§ **Directions for this task**:
Please copy out each entry, word for word.

Data records:
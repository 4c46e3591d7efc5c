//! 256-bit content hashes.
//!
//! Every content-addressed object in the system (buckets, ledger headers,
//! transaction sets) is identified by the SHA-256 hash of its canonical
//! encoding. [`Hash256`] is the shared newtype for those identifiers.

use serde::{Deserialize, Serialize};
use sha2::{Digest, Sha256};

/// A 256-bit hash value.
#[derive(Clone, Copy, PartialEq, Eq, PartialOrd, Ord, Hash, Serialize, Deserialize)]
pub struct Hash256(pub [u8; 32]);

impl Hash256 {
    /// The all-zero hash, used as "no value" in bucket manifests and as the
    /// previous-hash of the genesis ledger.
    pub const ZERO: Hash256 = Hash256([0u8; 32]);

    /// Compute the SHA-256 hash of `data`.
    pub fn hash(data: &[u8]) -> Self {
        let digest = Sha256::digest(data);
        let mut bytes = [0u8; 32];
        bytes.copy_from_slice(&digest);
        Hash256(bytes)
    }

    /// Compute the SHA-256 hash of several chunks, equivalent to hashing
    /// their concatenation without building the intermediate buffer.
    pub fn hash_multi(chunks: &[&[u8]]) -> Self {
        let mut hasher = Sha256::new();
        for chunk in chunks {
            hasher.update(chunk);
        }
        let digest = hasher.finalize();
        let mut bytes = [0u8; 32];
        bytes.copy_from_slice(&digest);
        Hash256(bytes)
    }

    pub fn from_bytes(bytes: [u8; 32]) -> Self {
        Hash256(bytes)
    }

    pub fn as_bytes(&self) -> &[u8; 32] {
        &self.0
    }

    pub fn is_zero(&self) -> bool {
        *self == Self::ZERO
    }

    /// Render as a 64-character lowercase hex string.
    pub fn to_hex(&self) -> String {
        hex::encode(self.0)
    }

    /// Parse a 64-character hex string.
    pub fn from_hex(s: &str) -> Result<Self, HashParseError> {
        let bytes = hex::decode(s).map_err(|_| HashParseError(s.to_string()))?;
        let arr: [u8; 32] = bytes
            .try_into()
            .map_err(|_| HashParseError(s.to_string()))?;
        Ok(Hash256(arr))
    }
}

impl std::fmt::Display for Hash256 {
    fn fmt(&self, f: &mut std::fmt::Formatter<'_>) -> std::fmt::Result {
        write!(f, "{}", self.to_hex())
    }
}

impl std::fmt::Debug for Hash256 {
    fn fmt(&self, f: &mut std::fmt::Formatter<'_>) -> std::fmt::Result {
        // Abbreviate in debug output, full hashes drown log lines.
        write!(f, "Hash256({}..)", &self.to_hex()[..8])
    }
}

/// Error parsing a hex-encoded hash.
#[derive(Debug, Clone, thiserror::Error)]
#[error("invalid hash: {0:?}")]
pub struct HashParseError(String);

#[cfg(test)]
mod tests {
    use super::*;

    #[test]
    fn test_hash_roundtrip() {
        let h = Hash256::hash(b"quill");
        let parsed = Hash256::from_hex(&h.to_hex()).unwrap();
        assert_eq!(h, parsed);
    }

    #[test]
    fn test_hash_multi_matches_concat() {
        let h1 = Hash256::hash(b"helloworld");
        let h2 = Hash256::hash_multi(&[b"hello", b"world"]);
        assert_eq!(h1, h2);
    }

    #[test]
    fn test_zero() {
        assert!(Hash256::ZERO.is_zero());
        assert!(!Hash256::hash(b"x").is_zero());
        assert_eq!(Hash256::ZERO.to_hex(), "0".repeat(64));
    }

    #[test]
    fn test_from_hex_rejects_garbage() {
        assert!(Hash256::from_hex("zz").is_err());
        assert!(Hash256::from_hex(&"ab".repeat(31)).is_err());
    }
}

§ **Response area**:
repository 4c46e3591d7efc5c
//! 256-bit content hashes.
//!
//! Every content-addressed object in the system (buckets, ledger headers,
//! transaction sets) is identified by the SHA-256 hash of its canonical
//! encoding. [`Hash256`] is the shared newtype for those identifiers.

use serde::{Deserialize, Serialize};
use sha2::{Digest, Sha256};

/// A 256-bit hash value.
#[derive(Clone, Copy, PartialEq, Eq, PartialOrd, Ord, Hash, Serialize, Deserialize)]
pub struct Hash256(pub [u8; 32]);

impl Hash256 {
    /// The all-zero hash, used as "no value" in bucket manifests and as the
    /// previous-hash of the genesis ledger.
    pub const ZERO: Hash256 = Hash256([0u8; 32]);

    /// Compute the SHA-256 hash of `data`.
    pub fn hash(data: &[u8]) -> Self {
        let digest = Sha256::digest(data);
        let mut bytes = [0u8; 32];
        bytes.copy_from_slice(&digest);
        Hash256(bytes)
    }

    /// Compute the SHA-256 hash of several chunks, equivalent to hashing
    /// their concatenation without building the intermediate buffer.
    pub fn hash_multi(chunks: &[&[u8]]) -> Self {
        let mut hasher = Sha256::new();
        for chunk in chunks {
            hasher.update(chunk);
        }
        let digest = hasher.finalize();
        let mut bytes = [0u8; 32];
        bytes.copy_from_slice(&digest);
        Hash256(bytes)
    }

    pub fn from_bytes(bytes: [u8; 32]) -> Self {
        Hash256(bytes)
    }

    pub fn as_bytes(&self) -> &[u8; 32] {
        &self.0
    }

    pub fn is_zero(&self) -> bool {
        *self == Self::ZERO
    }

    /// Render as a 64-character lowercase hex string.
    pub fn to_hex(&self) -> String {
        hex::encode(self.0)
    }

    /// Parse a 64-character hex string.
    pub fn from_hex(s: &str) -> Result<Self, HashParseError> {
        let bytes = hex::decode(s).map_err(|_| HashParseError(s.to_string()))?;
        let arr: [u8; 32] = bytes
            .try_into()
            .map_err(|_| HashParseError(s.to_string()))?;
        Ok(Hash256(arr))
    }
}

impl std::fmt::Display for Hash256 {
    fn fmt(&self, f: &mut std::fmt::Formatter<'_>) -> std::fmt::Result {
        write!(f, "{}", self.to_hex())
    }
}

impl std::fmt::Debug for Hash256 {
    fn fmt(&self, f: &mut std::fmt::Formatter<'_>) -> std::fmt::Result {
        // Abbreviate in debug output, full hashes drown log lines.
        write!(f, "Hash256({}..)", &self.to_hex()[..8])
    }
}

/// Error parsing a hex-encoded hash.
#[derive(Debug, Clone, thiserror::Error)]
#[error("invalid hash: {0:?}")]
pub struct HashParseError(String);

#[cfg(test)]
mod tests {
    use super::*;

    #[test]
    fn test_hash_roundtrip() {
        let h = Hash256::hash(b"quill");
        let parsed = Hash256::from_hex(&h.to_hex()).unwrap();
        assert_eq!(h, parsed);
    }

    #[test]
    fn test_hash_multi_matches_concat() {
        let h1 = Hash256::hash(b"helloworld");
        let h2 = Hash256::hash_multi(&[b"hello", b"world"]);
        assert_eq!(h1, h2);
    }

    #[test]
    fn test_zero() {
        assert!(Hash256::ZERO.is_zero());
        assert!(!Hash256::hash(b"x").is_zero());
        assert_eq!(Hash256::ZERO.to_hex(), "0".repeat(64));
    }

    #[test]
    fn test_from_hex_rejects_garbage() {
        assert!(Hash256::from_hex("zz").is_err());
        assert!(Hash256::from_hex(&"ab".repeat(31)).is_err());
    }
}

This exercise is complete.